use std::sync::Arc;
use parking_lot::lock_api::{ArcRwLockReadGuard, ArcRwLockWriteGuard};
use parking_lot::RawRwLock;

use crate::common::types::{Page, PageId, PagePtr, PAGE_SIZE};
use crate::storage::buffer::manager::BufferPoolManager;

type PageReadLatch = ArcRwLockReadGuard<RawRwLock, Page>;
type PageWriteLatch = ArcRwLockWriteGuard<RawRwLock, Page>;

/// Pin-only RAII handle over a fetched page. Holds no latch; `data` /
/// `data_mut` take the page latch for the duration of the call. Dropping
/// the guard unpins the page, passing along the dirty hint accumulated
/// through `data_mut`.
pub struct BasicPageGuard {
    bpm: Arc<BufferPoolManager>,
    page: Option<PagePtr>,
    page_id: PageId,
    is_dirty: bool,
}

impl BasicPageGuard {
    pub(crate) fn new(bpm: Arc<BufferPoolManager>, page: PagePtr, page_id: PageId) -> Self {
        Self {
            bpm,
            page: Some(page),
            page_id,
            is_dirty: false,
        }
    }

    pub fn page_id(&self) -> PageId {
        self.page_id
    }

    /// Copy out the page contents under a short shared latch
    pub fn read_data(&self) -> [u8; PAGE_SIZE] {
        let page = self.page.as_ref().expect("guard is live").read();
        page.data
    }

    /// Mutate the page under a short exclusive latch; marks the guard dirty
    pub fn with_data_mut<R>(&mut self, f: impl FnOnce(&mut [u8]) -> R) -> R {
        self.is_dirty = true;
        let mut page = self.page.as_ref().expect("guard is live").write();
        f(&mut page.data)
    }

    /// Trade the pin-only guard for one holding the shared page latch
    pub fn upgrade_read(mut self) -> ReadPageGuard {
        let page = self.page.take().expect("guard is live");
        // The pin transfers to the new guard; our Drop sees the taken page
        // and leaves it alone.
        ReadPageGuard {
            bpm: Arc::clone(&self.bpm),
            page_id: self.page_id,
            latch: Some(page.read_arc()),
        }
    }

    /// Trade the pin-only guard for one holding the exclusive page latch
    pub fn upgrade_write(mut self) -> WritePageGuard {
        let page = self.page.take().expect("guard is live");
        // The pin transfers to the new guard; our Drop sees the taken page
        // and leaves it alone.
        WritePageGuard {
            bpm: Arc::clone(&self.bpm),
            page_id: self.page_id,
            latch: Some(page.write_arc()),
            is_dirty: self.is_dirty,
        }
    }
}

impl Drop for BasicPageGuard {
    fn drop(&mut self) {
        if self.page.take().is_some() {
            let _ = self.bpm.unpin_page(self.page_id, self.is_dirty);
        }
    }
}

/// RAII handle holding the shared latch on a pinned page. Dropping releases
/// the latch and unpins clean.
pub struct ReadPageGuard {
    bpm: Arc<BufferPoolManager>,
    page_id: PageId,
    latch: Option<PageReadLatch>,
}

impl ReadPageGuard {
    pub fn page_id(&self) -> PageId {
        self.page_id
    }

    pub fn data(&self) -> &[u8] {
        &self.latch.as_ref().expect("guard is live").data
    }
}

impl Drop for ReadPageGuard {
    fn drop(&mut self) {
        // Release the latch before giving the pin back
        drop(self.latch.take());
        let _ = self.bpm.unpin_page(self.page_id, false);
    }
}

/// RAII handle holding the exclusive latch on a pinned page. `data_mut`
/// marks the page dirty; dropping releases the latch and unpins with the
/// accumulated dirty hint.
pub struct WritePageGuard {
    bpm: Arc<BufferPoolManager>,
    page_id: PageId,
    latch: Option<PageWriteLatch>,
    is_dirty: bool,
}

impl WritePageGuard {
    pub fn page_id(&self) -> PageId {
        self.page_id
    }

    pub fn data(&self) -> &[u8] {
        &self.latch.as_ref().expect("guard is live").data
    }

    pub fn data_mut(&mut self) -> &mut [u8] {
        self.is_dirty = true;
        &mut self.latch.as_mut().expect("guard is live").data
    }
}

impl Drop for WritePageGuard {
    fn drop(&mut self) {
        // Release the latch before giving the pin back
        drop(self.latch.take());
        let _ = self.bpm.unpin_page(self.page_id, self.is_dirty);
    }
}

────────

## WHAT IS EXPECTED
Check each line of the records above for the string "ReadPageGuard", and report every line that has it.

## SOLUTION
    pub fn upgrade_read(mut self) -> ReadPageGuard {
        ReadPageGuard {
pub struct ReadPageGuard {
impl ReadPageGuard {
impl Drop for ReadPageGuard {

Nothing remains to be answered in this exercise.